Start of Records provided

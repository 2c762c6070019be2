use anyhow::Result;
use reqwest::{Client, Response};
use serde::de::DeserializeOwned;
use std::time::Duration;
use tracing::{debug, error, instrument};

#[derive(Clone)]
pub struct HttpClient {
    client: Client,
}

impl HttpClient {
    pub fn new() -> Self {
        let client = Client::builder()
            .timeout(Duration::from_secs(30))
            .user_agent("catalogarr/0.1.0")
            .build()
            .expect("Failed to create HTTP client");

        Self { client }
    }

    #[instrument(skip(self), fields(url = %url))]
    pub async fn get(&self, url: &str) -> Result<Response> {
        debug!("Making GET request");
        let response = self.client.get(url).send().await?;

        if !response.status().is_success() {
            error!("HTTP request failed with status: {}", response.status());
            return Err(anyhow::anyhow!("HTTP request failed: {}", response.status()));
        }

        Ok(response)
    }

    #[instrument(skip(self), fields(url = %url))]
    pub async fn get_json<T: DeserializeOwned>(&self, url: &str) -> Result<T> {
        let response = self.get(url).await?;
        let json = response.json::<T>().await?;
        Ok(json)
    }
}

impl Default for HttpClient {
    fn default() -> Self {
        Self::new()
    }
}
use crate::models::PageMode;
use crate::store::Theme;
use serde::{Deserialize, Serialize};
use std::path::PathBuf;
use std::time::Duration;
use tracing::info;

#[derive(Debug, Clone, Default, Deserialize, Serialize)]
pub struct Configuration {
    pub dataset: Option<DatasetConfig>,
    #[serde(rename = "pageSize")]
    pub page_size: Option<usize>,
    #[serde(rename = "paginationMode")]
    pub pagination_mode: Option<String>,
    #[serde(rename = "debounceMs")]
    pub debounce_ms: Option<u64>,
    #[serde(rename = "dataDir")]
    pub data_dir: Option<String>,
    pub theme: Option<String>,
}

#[derive(Debug, Clone, Default, Deserialize, Serialize)]
pub struct DatasetConfig {
    pub url: Option<String>,
    pub path: Option<String>,
}

impl Configuration {
    pub fn from_file(path: &str) -> anyhow::Result<Self> {
        let content = std::fs::read_to_string(path)?;
        let config: Configuration = serde_yaml::from_str(&content)?;
        Ok(config)
    }

    /// Loads the file when present; a missing file means built-in defaults
    /// so every subcommand works on a bare checkout.
    pub fn load_or_default(path: &str) -> anyhow::Result<Self> {
        if std::path::Path::new(path).exists() {
            let config = Self::from_file(path)?;
            info!("Configuration loaded from: {}", path);
            Ok(config)
        } else {
            info!("No configuration file at {}, using defaults", path);
            Ok(Self::default())
        }
    }

    pub fn page_size(&self) -> usize {
        self.page_size.unwrap_or(36).max(1)
    }

    pub fn pagination_mode(&self) -> PageMode {
        self.pagination_mode
            .as_deref()
            .and_then(PageMode::parse)
            .unwrap_or(PageMode::Windowed)
    }

    /// Idle delay before a query edit reaches the pipeline.
    pub fn debounce_delay(&self) -> Duration {
        Duration::from_millis(self.debounce_ms.unwrap_or(150))
    }

    pub fn storage_path(&self) -> PathBuf {
        let dir = self.data_dir.as_deref().unwrap_or(".");
        PathBuf::from(dir).join("catalogarr_store.json")
    }

    pub fn default_theme(&self) -> Theme {
        self.theme
            .as_deref()
            .and_then(Theme::parse)
            .unwrap_or(Theme::Dark)
    }
}

#[cfg(test)]
mod tests {
    use super::*;

    #[test]
    fn defaults_apply_when_sections_are_absent() {
        let config = Configuration::default();
        assert_eq!(config.page_size(), 36);
        assert_eq!(config.pagination_mode(), PageMode::Windowed);
        assert_eq!(config.debounce_delay(), Duration::from_millis(150));
        assert_eq!(config.default_theme(), Theme::Dark);
        assert_eq!(
            config.storage_path(),
            PathBuf::from("./catalogarr_store.json")
        );
    }

    #[test]
    fn yaml_fields_use_camel_case() {
        let config: Configuration = serde_yaml::from_str(
            "dataset:\n  path: movies.json\npageSize: 12\npaginationMode: loadmore\ndebounceMs: 300\ndataDir: /tmp/catalogarr\ntheme: light\n",
        )
        .unwrap();
        assert_eq!(config.page_size(), 12);
        assert_eq!(config.pagination_mode(), PageMode::LoadMore);
        assert_eq!(config.debounce_delay(), Duration::from_millis(300));
        assert_eq!(config.default_theme(), Theme::Light);
        assert_eq!(
            config.dataset.as_ref().and_then(|d| d.path.as_deref()),
            Some("movies.json")
        );
        assert_eq!(
            config.storage_path(),
            PathBuf::from("/tmp/catalogarr/catalogarr_store.json")
        );
    }

    #[test]
    fn zero_page_size_is_raised_to_one() {
        let config = Configuration {
            page_size: Some(0),
            ..Configuration::default()
        };
        assert_eq!(config.page_size(), 1);
    }
}
#[derive(Parser)]
#[command(author, version, about, long_about = None)]
struct Cli {
    /// Path to configuration file
    #[arg(short, long, default_value = "config.yaml")]
    config: String,

    /// Log level
    #[arg(short, long, default_value = "info")]
    log_level: String,

    /// Dataset URL or file path (overrides the configuration file)
    #[arg(short, long)]
    dataset: Option<String>,

    #[command(subcommand)]
    command: Command,
}

#[derive(Subcommand)]
enum Command {
    /// Browse the catalog interactively with live search
    Browse,
    /// Run one search and print the resulting page
    Search {
        query: Option<String>,
        #[arg(long, default_value = "year")]
        sort: String,
        #[arg(long, default_value = "desc")]
        direction: String,
        #[arg(long, default_value_t = 1)]
        page: usize,
        #[arg(long)]
        page_size: Option<usize>,
    },
    /// Manage saved favorites
    Favorites {
        #[command(subcommand)]
        action: FavoritesAction,
    },
    /// List genre clusters, or the movies in one genre
    Genres {
        name: Option<String>,
        /// Filter cluster names
        #[arg(long)]
        query: Option<String>,
    },
    /// List cast clusters, or the movies featuring one person
    Cast {
        name: Option<String>,
        /// Filter cluster names
        #[arg(long)]
        query: Option<String>,
    },
    /// List release-year clusters, or the movies from one year
    Years {
        year: Option<i32>,
        #[arg(long)]
        min: Option<i32>,
        #[arg(long)]
        max: Option<i32>,
    },
    /// Show everything about one record
    Details { id: String },
    /// Show or change the persisted theme preference
    Theme { mode: Option<String> },
}

#[derive(Subcommand)]
enum FavoritesAction {
    List {
        #[arg(long)]
        query: Option<String>,
        #[arg(long, default_value = "added")]
        sort: String,
        #[arg(long, default_value = "desc")]
        direction: String,
    },
    Add {
        id: String,
    },
    Remove {
        id: String,
    },
    Clear,
}
use chrono::{DateTime, Utc};
use serde::{Deserialize, Serialize};
use serde_json::Value;
use std::cmp::Ordering;

/// Raw catalog entry as it appears in the dataset dump. Every field is
/// optional and the numeric-ish ones tolerate number-or-string encodings.
#[derive(Debug, Clone, Default, Deserialize)]
#[serde(default)]
pub struct RawMovie {
    pub index: Option<Value>,
    pub title: Option<String>,
    pub year: Option<Value>,
    pub rating: Option<Value>,
    /// Comma-separated string in most dumps, sometimes already a list.
    pub genre: Option<Value>,
    pub runtime: Option<String>,
    pub plot: Option<String>,
    pub director: Option<String>,
    pub writer: Option<String>,
    pub cast: Option<Value>,
    pub awards: Option<String>,
    pub released: Option<String>,
    pub poster: Option<String>,
    pub image: Option<String>,
    pub streaming: Option<String>,
}

/// Normalized catalog record. Immutable once built; missing source fields
/// are filled with the defaults documented in `normalize`.
#[derive(Debug, Clone, Serialize, Deserialize)]
pub struct Movie {
    pub id: String,
    pub title: String,
    pub year: Option<i32>,
    pub rating: Option<f64>,
    pub genre: Vec<String>,
    pub runtime: String,
    pub plot: String,
    pub director: String,
    pub writer: String,
    pub cast: Vec<String>,
    pub awards: String,
    pub released: String,
    pub poster: String,
    pub streaming: String,
}

impl Movie {
    /// Concatenated searchable text: title, plot, director, writer, genres
    /// and cast joined with spaces, lowercased.
    pub fn search_haystack(&self) -> String {
        [
            self.title.as_str(),
            self.plot.as_str(),
            self.director.as_str(),
            self.writer.as_str(),
            &self.genre.join(" "),
            &self.cast.join(" "),
        ]
        .join(" ")
        .to_lowercase()
    }

    pub fn year_label(&self) -> String {
        self.year.map_or_else(|| "N/A".to_string(), |y| y.to_string())
    }

    pub fn rating_label(&self) -> String {
        self.rating
            .map_or_else(|| "NR".to_string(), |r| format!("{:.1}", r))
    }

    pub fn watch_url(&self) -> String {
        youtube_search_url(&format!("{} full movie", self.title))
    }

    pub fn trailer_url(&self) -> String {
        youtube_search_url(&format!("{} trailer", self.title))
    }

    /// One-line share blurb: title, year and the first 100 characters of
    /// the plot.
    pub fn share_text(&self) -> String {
        let truncated: String = self.plot.chars().take(100).collect();
        let ellipsis = if self.plot.chars().count() > 100 {
            "…"
        } else {
            ""
        };
        match self.year {
            Some(year) => format!("{} ({}) · {}{}", self.title, year, truncated, ellipsis),
            None => format!("{} · {}{}", self.title, truncated, ellipsis),
        }
    }
}

fn youtube_search_url(query: &str) -> String {
    format!(
        "https://www.youtube.com/results?search_query={}",
        urlencoding::encode(query)
    )
}

/// A favorited record: a copy of the movie at the moment it was saved plus
/// the save timestamp. Later edits to the collection never reach this copy.
#[derive(Debug, Clone, Serialize, Deserialize)]
pub struct Favorite {
    #[serde(flatten)]
    pub movie: Movie,
    #[serde(rename = "savedAt")]
    pub saved_at: DateTime<Utc>,
}

#[derive(Debug, Clone, Copy, PartialEq, Eq)]
pub enum SortKey {
    Popularity,
    Rating,
    Runtime,
    Year,
    Released,
    Title,
    /// Unrecognized key: no comparison is performed and the input order is
    /// preserved.
    Unsorted,
}

impl SortKey {
    pub fn parse(value: &str) -> Self {
        match value.trim().to_ascii_lowercase().as_str() {
            "popularity" => SortKey::Popularity,
            "rating" => SortKey::Rating,
            "runtime" => SortKey::Runtime,
            "year" => SortKey::Year,
            "released" => SortKey::Released,
            "title" => SortKey::Title,
            _ => SortKey::Unsorted,
        }
    }

    pub fn label(&self) -> &'static str {
        match self {
            SortKey::Popularity => "popularity",
            SortKey::Rating => "rating",
            SortKey::Runtime => "runtime",
            SortKey::Year => "year",
            SortKey::Released => "released",
            SortKey::Title => "title",
            SortKey::Unsorted => "unsorted",
        }
    }
}

#[derive(Debug, Clone, Copy, PartialEq, Eq)]
pub enum SortDirection {
    Ascending,
    Descending,
}

impl SortDirection {
    pub fn parse(value: &str) -> Option<Self> {
        match value.trim().to_ascii_lowercase().as_str() {
            "asc" | "ascending" => Some(SortDirection::Ascending),
            "desc" | "descending" => Some(SortDirection::Descending),
            _ => None,
        }
    }

    /// The direction is a multiplier on the base ascending comparison.
    pub fn apply(&self, ordering: Ordering) -> Ordering {
        match self {
            SortDirection::Ascending => ordering,
            SortDirection::Descending => ordering.reverse(),
        }
    }

    pub fn flipped(&self) -> Self {
        match self {
            SortDirection::Ascending => SortDirection::Descending,
            SortDirection::Descending => SortDirection::Ascending,
        }
    }

    pub fn label(&self) -> &'static str {
        match self {
            SortDirection::Ascending => "asc",
            SortDirection::Descending => "desc",
        }
    }
}

/// Pagination style: numbered windows or a cumulative "load more" window.
#[derive(Debug, Clone, Copy, PartialEq, Eq)]
pub enum PageMode {
    Windowed,
    LoadMore,
}

impl PageMode {
    pub fn parse(value: &str) -> Option<Self> {
        match value.trim().to_ascii_lowercase().as_str() {
            "windowed" | "pages" => Some(PageMode::Windowed),
            "loadmore" | "load-more" | "cumulative" => Some(PageMode::LoadMore),
            _ => None,
        }
    }
}

#[cfg(test)]
mod tests {
    use super::*;

    fn movie(title: &str) -> Movie {
        Movie {
            id: "1".to_string(),
            title: title.to_string(),
            year: Some(1975),
            rating: Some(8.2),
            genre: vec!["Drama".to_string(), "Action".to_string()],
            runtime: "175 min".to_string(),
            plot: "A sprawling family saga.".to_string(),
            director: "Someone".to_string(),
            writer: "Someone Else".to_string(),
            cast: vec!["Lead Actor".to_string()],
            awards: "None yet".to_string(),
            released: "1975-08-15".to_string(),
            poster: String::new(),
            streaming: String::new(),
        }
    }

    #[test]
    fn haystack_contains_every_scanned_field() {
        let haystack = movie("Sholay").search_haystack();
        for needle in ["sholay", "family saga", "someone else", "drama", "lead actor"] {
            assert!(haystack.contains(needle), "missing {needle:?}");
        }
    }

    #[test]
    fn watch_url_is_percent_encoded() {
        let url = movie("Muthu & Co").watch_url();
        assert_eq!(
            url,
            "https://www.youtube.com/results?search_query=Muthu%20%26%20Co%20full%20movie"
        );
    }

    #[test]
    fn unknown_sort_key_parses_as_unsorted() {
        assert_eq!(SortKey::parse("box-office"), SortKey::Unsorted);
        assert_eq!(SortKey::parse(" Year "), SortKey::Year);
    }

    #[test]
    fn direction_multiplier_reverses_ordering() {
        assert_eq!(
            SortDirection::Descending.apply(Ordering::Less),
            Ordering::Greater
        );
        assert_eq!(
            SortDirection::Ascending.apply(Ordering::Less),
            Ordering::Less
        );
    }

    #[test]
    fn share_text_truncates_long_plots() {
        let mut long = movie("Epic");
        long.plot = "x".repeat(150);
        let text = long.share_text();
        assert!(text.starts_with("Epic (1975) · "));
        assert!(text.ends_with('…'));
    }

    #[test]
    fn favorite_round_trips_with_flattened_movie() {
        let favorite = Favorite {
            movie: movie("Sholay"),
            saved_at: Utc::now(),
        };
        let json = serde_json::to_value(&favorite).unwrap();
        assert_eq!(json["title"], "Sholay");
        assert!(json.get("savedAt").is_some());
        let back: Favorite = serde_json::from_value(json).unwrap();
        assert_eq!(back.movie.title, "Sholay");
    }
}
use crate::models::{Movie, PageMode, SortDirection, SortKey};
use chrono::NaiveDate;
use regex::Regex;
use std::cmp::Ordering;
use std::sync::LazyLock;

/// One pipeline invocation: free-text query, sort order and page position.
/// The caller owns this state and resets `page` to 1 whenever the query or
/// sort changes.
#[derive(Debug, Clone)]
pub struct PageRequest {
    pub query: String,
    pub sort_key: SortKey,
    pub direction: SortDirection,
    pub page: usize,
    pub page_size: usize,
    pub mode: PageMode,
}

impl Default for PageRequest {
    fn default() -> Self {
        Self {
            query: String::new(),
            sort_key: SortKey::Year,
            direction: SortDirection::Descending,
            page: 1,
            page_size: 36,
            mode: PageMode::Windowed,
        }
    }
}

#[derive(Debug, Clone)]
pub struct PageResult {
    pub items: Vec<Movie>,
    pub current_page: usize,
    pub total_pages: usize,
    pub total_count: usize,
}

impl PageResult {
    /// True while the filtered set extends past the visible window.
    pub fn has_more(&self) -> bool {
        self.items.len() < self.total_count
    }
}

/// Filter, sort and paginate the collection. Total for every input: an
/// empty collection yields an empty slice with `total_pages == 1`, and an
/// unrecognized sort key leaves the input order untouched.
pub fn run(collection: &[Movie], request: &PageRequest) -> PageResult {
    let query = request.query.trim().to_lowercase();
    let mut filtered: Vec<&Movie> = collection
        .iter()
        .filter(|movie| query.is_empty() || movie.search_haystack().contains(&query))
        .collect();

    if request.sort_key != SortKey::Unsorted {
        // sort_by is stable, so equal keys keep their collection order.
        filtered.sort_by(|a, b| compare(a, b, request.sort_key, request.direction));
    }

    paginate(&filtered, request)
}

fn compare(a: &Movie, b: &Movie, key: SortKey, direction: SortDirection) -> Ordering {
    match key {
        // Missing years sort after every present year, independent of
        // direction.
        SortKey::Year => match (a.year, b.year) {
            (None, None) => Ordering::Equal,
            (None, Some(_)) => Ordering::Greater,
            (Some(_), None) => Ordering::Less,
            (Some(left), Some(right)) => direction.apply(left.cmp(&right)),
        },
        SortKey::Popularity => {
            direction.apply(popularity_score(a).total_cmp(&popularity_score(b)))
        }
        SortKey::Rating => {
            direction.apply(a.rating.unwrap_or(0.0).total_cmp(&b.rating.unwrap_or(0.0)))
        }
        SortKey::Runtime => {
            direction.apply(parse_runtime(&a.runtime).cmp(&parse_runtime(&b.runtime)))
        }
        SortKey::Released => direction.apply(
            parse_release_date(&a.released).cmp(&parse_release_date(&b.released)),
        ),
        SortKey::Title => direction.apply(a.title.to_lowercase().cmp(&b.title.to_lowercase())),
        SortKey::Unsorted => Ordering::Equal,
    }
}

/// Rating stands in for popularity; records without one fall back to
/// year/100 so newer unrated titles still outrank ancient unrated ones.
fn popularity_score(movie: &Movie) -> f64 {
    movie
        .rating
        .unwrap_or_else(|| movie.year.map(|y| f64::from(y) / 100.0).unwrap_or(0.0))
}

fn paginate(filtered: &[&Movie], request: &PageRequest) -> PageResult {
    let page_size = request.page_size.max(1);
    let total_count = filtered.len();
    let total_pages = total_count.div_ceil(page_size).max(1);
    let current_page = request.page.clamp(1, total_pages);

    let (start, end) = match request.mode {
        PageMode::Windowed => {
            let start = (current_page - 1) * page_size;
            (start, (start + page_size).min(total_count))
        }
        PageMode::LoadMore => (0, (current_page * page_size).min(total_count)),
    };

    PageResult {
        items: filtered[start..end].iter().map(|m| (*m).clone()).collect(),
        current_page,
        total_pages,
        total_count,
    }
}

static MINUTES_RE: LazyLock<Regex> =
    LazyLock::new(|| Regex::new(r"(?i)(\d+)\s*(?:min(?:utes?)?|m\b)").unwrap());
static HOURS_RE: LazyLock<Regex> = LazyLock::new(|| Regex::new(r"(?i)(\d+)\s*h").unwrap());

/// Extracts minutes from free text like "120 min", "2h 30min" or "1 hour
/// 45 minutes". Hour and minute components combine; anything unparsable is
/// 0.
pub fn parse_runtime(runtime: &str) -> i64 {
    let minutes = MINUTES_RE
        .captures(runtime)
        .and_then(|c| c[1].parse::<i64>().ok())
        .unwrap_or(0);
    let hours = HOURS_RE
        .captures(runtime)
        .and_then(|c| c[1].parse::<i64>().ok())
        .unwrap_or(0);
    hours * 60 + minutes
}

const DATE_FORMATS: &[&str] = &[
    "%d %b %Y",
    "%d %B %Y",
    "%Y-%m-%d",
    "%b %d, %Y",
    "%B %d, %Y",
];

/// Parses free-text release dates ("31 Oct 1931", "2020-01-15", "1972")
/// into epoch milliseconds; unparsable input is 0 and therefore sorts as
/// earliest.
pub fn parse_release_date(released: &str) -> i64 {
    let trimmed = released.trim();
    if trimmed.is_empty() {
        return 0;
    }
    for format in DATE_FORMATS {
        if let Ok(date) = NaiveDate::parse_from_str(trimmed, format) {
            return date_millis(date);
        }
    }
    if let Ok(year) = trimmed.parse::<i32>() {
        if let Some(date) = NaiveDate::from_ymd_opt(year, 1, 1) {
            return date_millis(date);
        }
    }
    0
}

fn date_millis(date: NaiveDate) -> i64 {
    date.and_hms_opt(0, 0, 0)
        .map(|dt| dt.and_utc().timestamp_millis())
        .unwrap_or(0)
}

End of Records provided

Work order → Given the data above, transcribe exactly the lines from the one containing "and page position." down to the one containing "pub struct PageResult", and no others.

Task response →
/// One pipeline invocation: free-text query, sort order and page position.
/// The caller owns this state and resets `page` to 1 whenever the query or
/// sort changes.
#[derive(Debug, Clone)]
pub struct PageRequest {
    pub query: String,
    pub sort_key: SortKey,
    pub direction: SortDirection,
    pub page: usize,
    pub page_size: usize,
    pub mode: PageMode,
}

impl Default for PageRequest {
    fn default() -> Self {
        Self {
            query: String::new(),
            sort_key: SortKey::Year,
            direction: SortDirection::Descending,
            page: 1,
            page_size: 36,
            mode: PageMode::Windowed,
        }
    }
}

#[derive(Debug, Clone)]
pub struct PageResult {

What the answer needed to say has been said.